The vulnerability is a missing authorization flaw in the vowelweb VW Portfolio WordPress theme that allows attackers to exploit incorrectly configured access control security levels. This broken access control can let an attacker perform unauthorized actions such as editing, deleting, or viewing protected content, thereby compromising the integrity and confidentiality of the site’s data. The weakness is identified as CWE-862, indicating failure to restrict access to privileged operations.

Vowelweb VW Portfolio theme versions up to and including 1.3.3 are vulnerable. The vulnerability range is described as "from n/a through <= 1.3.3," meaning that any deployment of the theme with a version number 1.3.3 or earlier is affected. No specific sub-versions are listed, so all releases within this range should be treated as susceptible.
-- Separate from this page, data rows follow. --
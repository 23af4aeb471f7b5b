use chrono::Utc;
use std::{net::SocketAddr, sync::Arc};
use tokio::signal;
use tracing::{error, info, warn};

use polls_api::{
    app::{create_router, AppState},
    config::{Config, StorageBackend},
    middleware::init_tracing,
    repository::{seed_sample_polls, Database, InMemoryRepository, PollRepository},
};

#[tokio::main]
async fn main() {
    // Initialize structured logging
    if let Err(e) = init_tracing() {
        eprintln!("Failed to initialize tracing: {}", e);
        std::process::exit(1);
    }

    let config = match Config::from_env() {
        Ok(config) => {
            info!("Configuration loaded successfully ({:?} environment)", config.environment);
            config
        }
        Err(e) => {
            error!("Failed to load configuration: {:#}", e);
            std::process::exit(1);
        }
    };

    let repo = match build_repository(&config).await {
        Ok(repo) => repo,
        Err(e) => {
            error!("Failed to initialize storage: {}", e);
            std::process::exit(1);
        }
    };

    if config.polls.seed_sample_data {
        if let Err(e) = seed_sample_polls(repo.as_ref(), Utc::now()).await {
            error!("Failed to seed sample polls: {}", e);
            std::process::exit(1);
        }
    }

    let app = create_router(
        AppState::new(repo, config.polls.clone()),
        config.request_timeout,
    );

    let addr = SocketAddr::from(([0, 0, 0, 0], config.port));
    info!("Starting server on {}", addr);

    let listener = match tokio::net::TcpListener::bind(addr).await {
        Ok(listener) => {
            info!("Server listening on {}", addr);
            listener
        }
        Err(e) => {
            error!("Failed to bind to address {}: {}", addr, e);
            std::process::exit(1);
        }
    };

    if let Err(e) = axum::serve(listener, app)
        .with_graceful_shutdown(shutdown_signal())
        .await
    {
        error!("Server error: {}", e);
        std::process::exit(1);
    }

    info!("Server shutdown complete");
}

/// Connects the configured storage backend and prepares its schema
async fn build_repository(config: &Config) -> Result<Arc<dyn PollRepository>, polls_api::ApiError> {
    match (config.storage, config.database.clone()) {
        (StorageBackend::Postgres, Some(database_config)) => {
            let database = Database::new(database_config).await?;
            info!("Database connection established");

            database.migrate().await?;
            Ok(Arc::new(database))
        }
        (StorageBackend::Postgres, None) => Err(polls_api::ApiError::Internal(anyhow::anyhow!(
            "PostgreSQL storage selected without database configuration"
        ))),
        (StorageBackend::Memory, _) => {
            if config.environment.is_production() {
                warn!("Using in-memory storage in production; data is lost on restart");
            } else {
                info!("Using in-memory storage");
            }
            Ok(Arc::new(InMemoryRepository::new()))
        }
    }
}

/// Graceful shutdown signal handler
/// Listens for SIGTERM and SIGINT signals
async fn shutdown_signal() {
    let ctrl_c = async {
        signal::ctrl_c()
            .await
            .expect("failed to install Ctrl+C handler");
    };

    #[cfg(unix)]
    let terminate = async {
        signal::unix::signal(signal::unix::SignalKind::terminate())
            .expect("failed to install signal handler")
            .recv()
            .await;
    };

    #[cfg(not(unix))]
    let terminate = std::future::pending::<()>();

    tokio::select! {
        _ = ctrl_c => {
            info!("Received Ctrl+C signal, initiating graceful shutdown");
        },
        _ = terminate => {
            info!("Received SIGTERM signal, initiating graceful shutdown");
        },
    }
}
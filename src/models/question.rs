use chrono::{DateTime, Duration, Utc};
use serde::{Deserialize, Serialize};
use std::fmt;

/// Maximum length, in characters, of a question's text
pub const MAX_QUESTION_TEXT_LEN: usize = 200;

/// Question entity representing a poll prompt with its publication instant
#[derive(Debug, Clone, PartialEq, Serialize, Deserialize)]
pub struct Question {
    pub id: i32,
    pub question_text: String,
    pub pub_date: DateTime<Utc>,
}

/// Request structure for creating a new question
#[derive(Debug, Deserialize)]
pub struct CreateQuestionRequest {
    pub question_text: String,
    pub pub_date: DateTime<Utc>,
}

/// Whether `pub_date` falls inside the trailing one-day window ending at `now`.
///
/// Both bounds are inclusive. Callers sample the clock once and pass the same
/// `now` for every comparison made while serving a request.
pub fn was_published_recently(now: DateTime<Utc>, pub_date: DateTime<Utc>) -> bool {
    now - Duration::days(1) <= pub_date && pub_date <= now
}

/// Filters out questions published after `now` and orders the rest newest first.
///
/// Equal publication instants fall back to the id, higher ids first, so the
/// most recently inserted question wins a tie.
pub fn latest_questions<I>(questions: I, now: DateTime<Utc>, limit: Option<usize>) -> Vec<Question>
where
    I: IntoIterator<Item = Question>,
{
    let mut published: Vec<Question> = questions
        .into_iter()
        .filter(|q| q.is_published(now))
        .collect();

    published.sort_by(|a, b| b.pub_date.cmp(&a.pub_date).then(b.id.cmp(&a.id)));

    if let Some(limit) = limit {
        published.truncate(limit);
    }

    published
}

impl Question {
    pub fn was_published_recently(&self, now: DateTime<Utc>) -> bool {
        was_published_recently(now, self.pub_date)
    }

    /// A question is visible once its publication instant is not in the future
    pub fn is_published(&self, now: DateTime<Utc>) -> bool {
        self.pub_date <= now
    }
}

impl fmt::Display for Question {
    fn fmt(&self, f: &mut fmt::Formatter<'_>) -> fmt::Result {
        f.write_str(&self.question_text)
    }
}

impl CreateQuestionRequest {
    /// Validate the create question request
    pub fn validate(&self) -> Result<(), String> {
        if self.question_text.trim().is_empty() {
            return Err("Question text cannot be empty".to_string());
        }

        if self.question_text.chars().count() > MAX_QUESTION_TEXT_LEN {
            return Err(format!(
                "Question text cannot exceed {} characters",
                MAX_QUESTION_TEXT_LEN
            ));
        }

        Ok(())
    }

    /// Get normalized question text (trimmed)
    pub fn get_normalized_question_text(&self) -> String {
        self.question_text.trim().to_string()
    }
}

#[cfg(test)]
mod tests {
    use super::*;

    fn question(id: i32, text: &str, pub_date: DateTime<Utc>) -> Question {
        Question {
            id,
            question_text: text.to_string(),
            pub_date,
        }
    }

    #[test]
    fn test_was_published_recently_with_future_question() {
        let now = Utc::now();
        let future = question(1, "Which is your favorite course?", now + Duration::days(30));

        assert!(!future.was_published_recently(now));
    }

    #[test]
    fn test_was_published_recently_with_old_question() {
        let now = Utc::now();
        let old = now - (Duration::days(1) + Duration::seconds(1));

        assert!(!was_published_recently(now, old));
    }

    #[test]
    fn test_was_published_recently_with_recent_question() {
        let now = Utc::now();
        let recent = now - (Duration::hours(23) + Duration::minutes(59) + Duration::seconds(59));

        assert!(was_published_recently(now, recent));
    }

    #[test]
    fn test_was_published_recently_boundaries_are_inclusive() {
        let now = DateTime::parse_from_rfc3339("2024-03-10T12:00:00Z")
            .unwrap()
            .with_timezone(&Utc);

        assert!(was_published_recently(now, now));
        assert!(was_published_recently(now, now - Duration::days(1)));
        assert!(!was_published_recently(now, now - Duration::days(1) - Duration::nanoseconds(1)));
        assert!(!was_published_recently(now, now + Duration::nanoseconds(1)));
    }

    #[test]
    fn test_latest_questions_excludes_future_and_orders_descending() {
        let now = Utc::now();
        let questions = vec![
            question(1, "Past question 1.", now - Duration::days(30)),
            question(2, "Future question.", now + Duration::days(30)),
            question(3, "Past question 2.", now - Duration::days(5)),
        ];

        let latest = latest_questions(questions, now, None);
        let texts: Vec<&str> = latest.iter().map(|q| q.question_text.as_str()).collect();

        assert_eq!(texts, vec!["Past question 2.", "Past question 1."]);
    }

    #[test]
    fn test_latest_questions_breaks_ties_by_id() {
        let now = Utc::now();
        let pub_date = now - Duration::hours(1);
        let questions = vec![question(1, "A", pub_date), question(2, "B", pub_date)];

        let latest = latest_questions(questions, now, None);

        assert_eq!(latest[0].id, 2);
        assert_eq!(latest[1].id, 1);
    }

    #[test]
    fn test_latest_questions_applies_limit() {
        let now = Utc::now();
        let questions = (1..=7).map(|i| question(i, "Q", now - Duration::days(i as i64)));

        let latest = latest_questions(questions, now, Some(5));

        assert_eq!(latest.len(), 5);
        assert_eq!(latest[0].id, 1);
    }

    #[test]
    fn test_question_displays_as_text() {
        let q = question(1, "What's up?", Utc::now());
        assert_eq!(q.to_string(), "What's up?");
    }

    #[test]
    fn test_create_question_request_validation() {
        let valid = CreateQuestionRequest {
            question_text: "What's new?".to_string(),
            pub_date: Utc::now(),
        };
        assert!(valid.validate().is_ok());

        let empty = CreateQuestionRequest {
            question_text: "   ".to_string(),
            pub_date: Utc::now(),
        };
        assert!(empty.validate().is_err());

        let at_limit = CreateQuestionRequest {
            question_text: "あ".repeat(200),
            pub_date: Utc::now(),
        };
        assert!(at_limit.validate().is_ok());

        let too_long = CreateQuestionRequest {
            question_text: "a".repeat(201),
            pub_date: Utc::now(),
        };
        assert!(too_long.validate().is_err());
    }

    #[test]
    fn test_question_serialization() {
        let q = question(
            1,
            "What's new?",
            DateTime::parse_from_rfc3339("2022-01-01T00:00:00Z").unwrap().with_timezone(&Utc),
        );

        let json = serde_json::to_string(&q).expect("Failed to serialize question");
        let expected = r#"{"id":1,"question_text":"What's new?","pub_date":"2022-01-01T00:00:00Z"}"#;
        assert_eq!(json, expected);
    }
}
use axum::http::Method;
use std::time::Duration;
use tower::ServiceBuilder;
use tower_http::{
    cors::{Any, CorsLayer},
    timeout::TimeoutLayer,
    trace::{DefaultMakeSpan, DefaultOnRequest, DefaultOnResponse, TraceLayer},
};
use tracing::Level;
use tracing_subscriber::{layer::SubscriberExt, util::SubscriberInitExt, EnvFilter};

/// Creates the complete middleware stack for the application
pub fn create_middleware_stack(request_timeout: Duration) -> ServiceBuilder<
    tower::layer::util::Stack<
        TimeoutLayer,
        tower::layer::util::Stack<
            CorsLayer,
            tower::layer::util::Stack<
                TraceLayer<
                    tower_http::classify::SharedClassifier<tower_http::classify::ServerErrorsAsFailures>,
                    DefaultMakeSpan,
                    DefaultOnRequest,
                    DefaultOnResponse,
                >,
                tower::layer::util::Identity,
            >,
        >,
    >,
> {
    ServiceBuilder::new()
        .layer(
            TraceLayer::new_for_http()
                .make_span_with(DefaultMakeSpan::new().level(Level::INFO))
                .on_request(DefaultOnRequest::new().level(Level::INFO))
                .on_response(DefaultOnResponse::new().level(Level::INFO)),
        )
        .layer(create_cors_layer())
        .layer(TimeoutLayer::new(request_timeout))
}

/// The polls API is read-only apart from the vote placeholder
fn create_cors_layer() -> CorsLayer {
    CorsLayer::new()
        .allow_origin(Any)
        .allow_methods([Method::GET, Method::POST, Method::OPTIONS])
        .allow_headers(Any)
        .allow_credentials(false)
}

/// Initialize structured logging with JSON format
pub fn init_tracing() -> Result<(), Box<dyn std::error::Error>> {
    let env_filter = EnvFilter::try_from_default_env()
        .unwrap_or_else(|_| EnvFilter::new("info"));

    tracing_subscriber::registry()
        .with(env_filter)
        .with(
            tracing_subscriber::fmt::layer()
                .json()
                .with_current_span(false)
                .with_span_list(true)
                .with_target(true)
                .with_thread_ids(true)
                .with_thread_names(true)
        )
        .try_init()?;

    tracing::info!("Structured logging initialized with JSON format");
    Ok(())
}
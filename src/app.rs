use axum::{routing::get, Router};
use std::{sync::Arc, time::Duration};

use crate::{
    config::PollsConfig,
    handlers::{
        health_check,
        polls::{detail, index, results, vote},
    },
    middleware::create_middleware_stack,
    repository::PollRepository,
};

/// Shared state handed to every handler
#[derive(Clone)]
pub struct AppState {
    pub repo: Arc<dyn PollRepository>,
    pub polls: PollsConfig,
}

impl AppState {
    pub fn new(repo: Arc<dyn PollRepository>, polls: PollsConfig) -> Self {
        Self { repo, polls }
    }
}

/// Create the Axum router with all endpoints and middleware
pub fn create_router(state: AppState, request_timeout: Duration) -> Router {
    Router::new()
        .route("/health", get(health_check))
        // polls:index, polls:detail, polls:results, polls:vote
        .route("/polls/", get(index))
        .route("/polls/:question_id/", get(detail))
        .route("/polls/:question_id/results/", get(results))
        .route("/polls/:question_id/vote/", get(vote).post(vote))
        .with_state(state)
        .layer(create_middleware_stack(request_timeout))
}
The CVSS score of 5.3 suggests moderate severity, while the EPSS score of less than 1% indicates a low likelihood of exploitation in the wild. The vulnerability is not listed in the CISA KEV catalog, further supporting its current low exploitation probability. Attackers would likely exploit the flaw remotely by sending crafted HTTP requests to the theme’s endpoints, bypassing normal WordPress permission checks. This inference is based on the nature of the described missing authorization flaw in a WordPress theme, a context that typically allows remote access when misconfigured. No additional exploitation conditions are specified in the dossier.